The castle walls finally slope downwards embracing the whole medieval village.
The main entrance is north-facing and equipped with a drawbridge. This entrance is protected by a stately tower which is known as San Giorgio’s Tower since a statue of the same saint can be found in a niche over the door. Beyond the drawbridge one can observe the first courtyard and its boundary wall, which was erected by the Republic of Venice at the beginnings of 15th century.
At the same time it is possible to notice the ruins of a three-apses tiny church dated back to the 10th century, at the age of Hungarians incursions.
A portcullis takes to the second courtyard, known as the Madonna’s courtyard for the presence of a fresco, dating back to 1321, and representing the Virgin Mary in the act of protecting under her mantle some devotees, kneeling down at her feet.
A metal ladder, which crosses a defensive drop, takes to the third courtyard. The door is provided both with leaves and shutter and it is protected by short and crenellated curtains. On the door archivolt, names of men in charge of the castle defense as soldiers and leaders, are still legible written in gothic fonts.
In the third courtyard, the daring donjon rises up. It is placed on a pyramidal granitic base and it represented the last and the most strenuous defensive rampart; it was probably a place of imprisonment and torture. It is possible to enter the keep through an opening made in 1770 which takes to a very high-ceilinged and squared room, with neither doors nor windows (the ones visible now were made later). A trapdoor on the top creates the impression of a place of cruel agony: indeed the tradition states that 2 meters of human bones were piled up on the bottom of the keep when the opening was made.
Next to the entrance portal of the third courtyard there is a fresco that has been probably made by the painter Cicogna in 1322.
On the boundary walls some traces of a two storied dwelling are still visible; this building was used both as an ensemble of lodging rooms of the castle and as a workshop for weapons manufacturing as highlighted by the numerous and tiny stoves on the ground-floor boundary wall.
Here there had to be a kitchen as well, as deducible from the chimneypot sign of a fireplace used for bread cooking. On the right side, towards the middle of the courtyard, a nice well can be noticed: its stoned well-curb shows evident grooves due to the friction of ropes during the water supply procedure.
Leaning on the southern walls a medieval dwelling rises up (the so called “Casa del Capitano”). It used to play host to garrison and it is characterized by a wonderful outdoor staircase.

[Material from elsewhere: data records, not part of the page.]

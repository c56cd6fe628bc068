//! Pure Rust implementation of Yaz0, the LZ77 flavour Nintendo uses for game assets.
//!
//! A Yaz0 stream is a 16-byte [`Header`] followed by groups of one flag byte and up to eight
//! chunks, each chunk being a literal byte or a back-reference of up to 273 bytes into the last
//! 4KiB of output.
//!
//! ```
//! let compressed = syaz0::CompressionSettings::default()
//!     .data_alignment(0x80)
//!     .compress(b"hello hello hello");
//!
//! let header = syaz0::parse_header(&compressed).unwrap();
//! assert_eq!(header.uncompressed_size, 17);
//! assert_eq!(header.data_alignment, 0x80);
//! assert_eq!(syaz0::decompress(&compressed).unwrap(), b"hello hello hello");
//! ```
#![forbid(unsafe_code)]

pub mod compress;
pub mod decompress;
pub mod finder;
pub mod header;
pub mod reader;

use std::io::{Error as IoError, ErrorKind};

pub use compress::{compress, compress_with, CompressionSettings};
pub use decompress::{decompress, decompress_into, decompress_unsafe, decompress_unsafe_into};
pub use finder::{HashChainTable, Match, MatchFinder, WindowScan};
pub use header::{parse_header, Header, HEADER_SIZE, MAGIC};

impl From<decompress::Error> for IoError {
    fn from(e: decompress::Error) -> IoError {
        IoError::new(ErrorKind::InvalidData, e)
    }
}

At ground-floor level there is the hall known as “del Corpo di Guardia” with two naves and cross vaulted ceiling supported by arches standing on stoned pillars.

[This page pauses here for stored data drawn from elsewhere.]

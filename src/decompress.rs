//! Yaz0 decompression.
//!
//! The body is a sequence of groups: a flag byte followed by up to eight chunks. A set bit
//! (most significant first) means the chunk is a single literal byte, a clear bit means it is a
//! back-reference into what has been decompressed so far:
//!
//! ```text
//! 0xNDDD        copy N + 2 bytes from DDD + 1 bytes back   (N != 0)
//! 0x0DDD LL     copy LL + 0x12 bytes from DDD + 1 bytes back
//! ```
//!
//! Decoding stops as soon as the output has the size declared in the header, so the last group
//! may be short and anything after the final chunk is never looked at.

use fehler::{throw, throws};
use thiserror::Error;
use tracing::{debug, trace};

use crate::compress::{CHUNKS_PER_GROUP, LONG_MATCH};
use crate::header::{Header, HEADER_SIZE};
use crate::reader::{self, ByteReader, Endianness};

#[derive(Error, Clone, Copy, Debug, Eq, PartialEq, Hash)]
pub enum Error {
    #[error("input does not start with a Yaz0 header")]
    InvalidHeader,
    /// Expected more bytes, but found none.
    /// Either your input was truncated or you're trying to decompress garbage.
    #[error("the compressed stream ended early")]
    Truncated(#[from] reader::Error),
    /// A back-reference points before the start of the output or runs past its end.
    #[error("copy of {length} bytes from {distance} bytes back at output offset {position} is out of bounds")]
    CorruptCopy { position: usize, distance: usize, length: usize },
    #[error("destination is {actual} bytes but the header says {expected}")]
    DestinationSize { expected: usize, actual: usize },
}

/// Where we are in the group structure.
#[derive(Clone, Copy, Debug)]
enum GroupState {
    AwaitingGroupHeader,
    /// `flags` is shifted so the next chunk's bit is the most significant one.
    InGroup { flags: u8, remaining: usize },
}

impl GroupState {
    fn next(flags: u8, remaining: usize) -> Self {
        match remaining - 1 {
            0 => GroupState::AwaitingGroupHeader,
            remaining => GroupState::InGroup { flags: flags << 1, remaining },
        }
    }
}

/// Splits a match code into `(distance, length)`.
fn decode_pair(pair: u16, extra: impl FnOnce() -> Result<u8, reader::Error>) -> Result<(usize, usize), reader::Error> {
    let distance = (pair & 0x0FFF) as usize + 1;
    let length = match pair >> 12 {
        0 => extra()? as usize + LONG_MATCH,
        n => n as usize + 2,
    };
    Ok((distance, length))
}

#[throws]
fn header_for(input: &[u8]) -> Header {
    crate::header::parse_header(input).ok_or(Error::InvalidHeader)?
}

fn body_reader(input: &[u8]) -> ByteReader<'_> {
    let mut reader = ByteReader::new(input, Endianness::Big);
    reader.seek(HEADER_SIZE);
    reader
}

#[throws]
fn replay(reader: &mut ByteReader, output: &mut [u8]) {
    let mut state = GroupState::AwaitingGroupHeader;
    let mut cursor = 0;
    while cursor < output.len() {
        let (flags, remaining) = match state {
            GroupState::AwaitingGroupHeader => (reader.read::<u8>()?, CHUNKS_PER_GROUP),
            GroupState::InGroup { flags, remaining } => (flags, remaining),
        };

        if flags & 0x80 != 0 {
            output[cursor] = reader.read::<u8>()?;
            cursor += 1;
        } else {
            let pair = reader.read::<u16>()?;
            let (distance, length) = decode_pair(pair, || reader.read::<u8>())?;

            let source = match cursor.checked_sub(distance) {
                Some(source) if length <= output.len() - cursor => source,
                _ => {
                    trace!(cursor, distance, length, "rejecting out of bounds copy");
                    throw!(Error::CorruptCopy { position: cursor, distance, length });
                }
            };
            // byte by byte: the source may overlap what we are writing
            for i in 0..length {
                output[cursor + i] = output[source + i];
            }
            cursor += length;
        }

        state = GroupState::next(flags, remaining);
    }
}

/// Decompresses into `output`, which must be exactly as large as the header says.
#[throws]
pub fn decompress_into(input: &[u8], output: &mut [u8]) {
    let header = header_for(input)?;
    let expected = header.uncompressed_size as usize;
    if output.len() != expected {
        throw!(Error::DestinationSize { expected, actual: output.len() });
    }

    debug!(compressed = input.len(), uncompressed = expected, "decompressing Yaz0 stream");
    let mut reader = body_reader(input);
    replay(&mut reader, output)?;
    debug!(consumed = reader.tell(), "finished Yaz0 stream");
}

/// Decompresses all of `input`, checking every read and every copy.
#[throws]
pub fn decompress(input: &[u8]) -> Vec<u8> {
    let header = header_for(input)?;
    let mut output = vec![0u8; header.uncompressed_size as usize];

    debug!(compressed = input.len(), uncompressed = output.len(), "decompressing Yaz0 stream");
    let mut reader = body_reader(input);
    replay(&mut reader, &mut output)?;
    debug!(consumed = reader.tell(), "finished Yaz0 stream");
    output
}

fn replay_trusted(reader: &mut ByteReader, output: &mut [u8]) {
    let mut state = GroupState::AwaitingGroupHeader;
    let mut cursor = 0;
    while cursor < output.len() {
        let (flags, remaining) = match state {
            GroupState::AwaitingGroupHeader => (reader.read_unchecked::<u8>(), CHUNKS_PER_GROUP),
            GroupState::InGroup { flags, remaining } => (flags, remaining),
        };

        if flags & 0x80 != 0 {
            output[cursor] = reader.read_unchecked::<u8>();
            cursor += 1;
        } else {
            let pair = reader.read_unchecked::<u16>();
            let distance = (pair & 0x0FFF) as usize + 1;
            let length = match pair >> 12 {
                0 => reader.read_unchecked::<u8>() as usize + LONG_MATCH,
                n => n as usize + 2,
            };
            let source = cursor - distance;
            for i in 0..length {
                output[cursor + i] = output[source + i];
            }
            cursor += length;
        }

        state = GroupState::next(flags, remaining);
    }
}

/// Decompresses data that is already known to be a well-formed Yaz0 stream.
///
/// Skips the truncation and copy bounds checks of [`decompress_into`]. Malformed input
/// makes this panic (or produce garbage), so never feed it anything untrusted.
/// The header still has to be valid and match `output`.
#[throws]
pub fn decompress_unsafe_into(input: &[u8], output: &mut [u8]) {
    let header = header_for(input)?;
    let expected = header.uncompressed_size as usize;
    if output.len() != expected {
        throw!(Error::DestinationSize { expected, actual: output.len() });
    }
    replay_trusted(&mut body_reader(input), output);
}

/// Trusted-input counterpart of [`decompress`]; see [`decompress_unsafe_into`].
#[throws]
pub fn decompress_unsafe(input: &[u8]) -> Vec<u8> {
    let header = header_for(input)?;
    let mut output = vec![0u8; header.uncompressed_size as usize];
    replay_trusted(&mut body_reader(input), &mut output);
    output
}

#[cfg(test)]
mod test {
    use super::*;

    fn stream(size: u32, body: &[u8]) -> Vec<u8> {
        let mut data = Header::new(size, 0).to_bytes().to_vec();
        data.extend_from_slice(body);
        data
    }

    #[test]
    fn header_only() {
        assert_eq!(decompress(&stream(0, &[])).unwrap(), b"");
        // nothing past the header is even looked at
        assert_eq!(decompress(&stream(0, &[0x00, 0xFF, 0xFF])).unwrap(), b"");
        assert_eq!(decompress_unsafe(&stream(0, &[])).unwrap(), b"");
    }

    #[test]
    fn all_literal() {
        let data = stream(8, b"\xFF12345678");
        assert_eq!(decompress(&data).unwrap(), b"12345678");
        assert_eq!(decompress_unsafe(&data).unwrap(), b"12345678");
    }

    #[test]
    fn second_group() {
        assert_eq!(decompress(&stream(10, b"\xFF12345678\xC09!")).unwrap(), b"123456789!");
    }

    #[test]
    fn aaaaaaaaaaa_lots_of_aaaaaaaaa() {
        assert_eq!(decompress(&stream(6, &[0x80, b'a', 0x30, 0x00])).unwrap(), b"aaaaaa");
    }

    #[test]
    fn repeating_pattern() {
        assert_eq!(
            decompress(&stream(14, &[0xB0, b'a', 0x30, 0x00, b'b', b'c', 0x40, 0x01])).unwrap(),
            b"aaaaaabcbcbcbc"
        );
    }

    #[test]
    fn long_copy() {
        let data = stream(1 + 0x12 + 0xFF, &[0x80, b'z', 0x00, 0x00, 0xFF]);
        assert_eq!(decompress(&data).unwrap(), vec![b'z'; 1 + 0x12 + 0xFF]);
        assert_eq!(decompress_unsafe(&data).unwrap(), vec![b'z'; 1 + 0x12 + 0xFF]);
    }

    #[test]
    fn bad_header() {
        assert_eq!(decompress(b"Yaz0"), Err(Error::InvalidHeader));
        assert_eq!(decompress(b"Yaz1\0\0\0\x01\0\0\0\0\0\0\0\0\xFFa"), Err(Error::InvalidHeader));
        assert_eq!(decompress_unsafe(b""), Err(Error::InvalidHeader));
    }

    #[test]
    fn truncated() {
        // missing literal
        assert!(matches!(decompress(&stream(3, b"\xFFab")), Err(Error::Truncated(_))));
        // missing flag byte
        assert!(matches!(decompress(&stream(1, b"")), Err(Error::Truncated(_))));
        // half a match code
        assert!(matches!(decompress(&stream(4, &[0x80, b'a', 0x10])), Err(Error::Truncated(_))));
        // missing length byte
        assert!(matches!(decompress(&stream(40, &[0x80, b'a', 0x00, 0x00])), Err(Error::Truncated(_))));
    }

    #[test]
    fn offset_oob() {
        // reaches before the start
        assert_eq!(
            decompress(&stream(3, &[0x00, 0x10, 0x00])),
            Err(Error::CorruptCopy { position: 0, distance: 1, length: 3 })
        );
        assert_eq!(
            decompress(&stream(6, &[0x80, b'a', 0x30, 0x01])),
            Err(Error::CorruptCopy { position: 1, distance: 2, length: 5 })
        );
        // runs past the end
        assert_eq!(
            decompress(&stream(3, &[0x80, b'a', 0x10, 0x00])),
            Err(Error::CorruptCopy { position: 1, distance: 1, length: 3 })
        );
    }

    #[test]
    fn destination_size() {
        let data = stream(4, b"\xF0abcd");
        let mut exact = [0u8; 4];
        decompress_into(&data, &mut exact).unwrap();
        assert_eq!(&exact, b"abcd");

        let mut small = [0u8; 3];
        assert_eq!(decompress_into(&data, &mut small), Err(Error::DestinationSize { expected: 4, actual: 3 }));
        let mut large = [0u8; 5];
        assert_eq!(decompress_unsafe_into(&data, &mut large), Err(Error::DestinationSize { expected: 4, actual: 5 }));
    }

    #[test]
    fn all_entry_points_agree() {
        let data = stream(14, &[0xB0, b'a', 0x30, 0x00, b'b', b'c', 0x40, 0x01]);
        let mut into = [0u8; 14];
        decompress_into(&data, &mut into).unwrap();
        let mut unsafe_into = [0u8; 14];
        decompress_unsafe_into(&data, &mut unsafe_into).unwrap();

        assert_eq!(decompress(&data).unwrap(), &into[..]);
        assert_eq!(decompress_unsafe(&data).unwrap(), &unsafe_into[..]);
        assert_eq!(into, unsafe_into);
    }

    #[test]
    #[should_panic]
    fn unsafe_path_panics_on_garbage() {
        let _ = decompress_unsafe(&stream(3, &[0x00, 0x10, 0x00]));
    }
}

Some wrought iron lamps and rings probably used to chain prisoners hang down from the ceiling.
On the sidewalls, weapons of offense and defense belonging to Scaligeri’s soldiers, whole armors, a mace and two coarse couches for soldiers can be found.
Getting out by climbing the external ladder will take to the so called “Caminata” hall whose name is due to the presence of the big fireplace. The hall is decorated with fourteenth-century fine taste and escutcheons of nobles families.
The ceiling is coffered and made in wood.
In a corner the family tree and gothic keys hanging on the wall.
From the Caminata room it is possible to get to the belvedere, the tiny hanging court enclosed by a semicircled crenellated curtain equipped with machicolations and embrasures for weapons.
On the fireplace’s left there is the entrance to the captain’s bedroom. The richly carved furniture and the wrought weapons perfectly suit the lord of the Castle.
On the right side of the canopied bed, above a walnut kneeler of the fifteenth century, a precious thirteenth-century fresco representing the Crucifix between the Madonna and Saint John the Baptist. Close to the window, a richly adorned wrought iron tripod, holds an embossed copper basin.
Let’s now enter in the dining room with a beautiful sideboard; from the ceiling a valuable wrought iron candelabra hangs down; there are two portraits hanging on the wall: Lucia Della Scala and count Serego.
Leaving the dining room we arrive in the adjacent small study adorned with five paintings portraying from the left: Cangrande Della Scala, Mastino I°, Dante Alighieri (who was Cangrande’s guest in Verona and Soave), Taddea da Carrara wife of Mastino II° and Cansignorio.
From here, going up a small stone ladder and continuing on the communication trenches you can reach the keep with the famous trapdoor and one of the most beautiful panoramas of Mounts Lessini and the Po valley.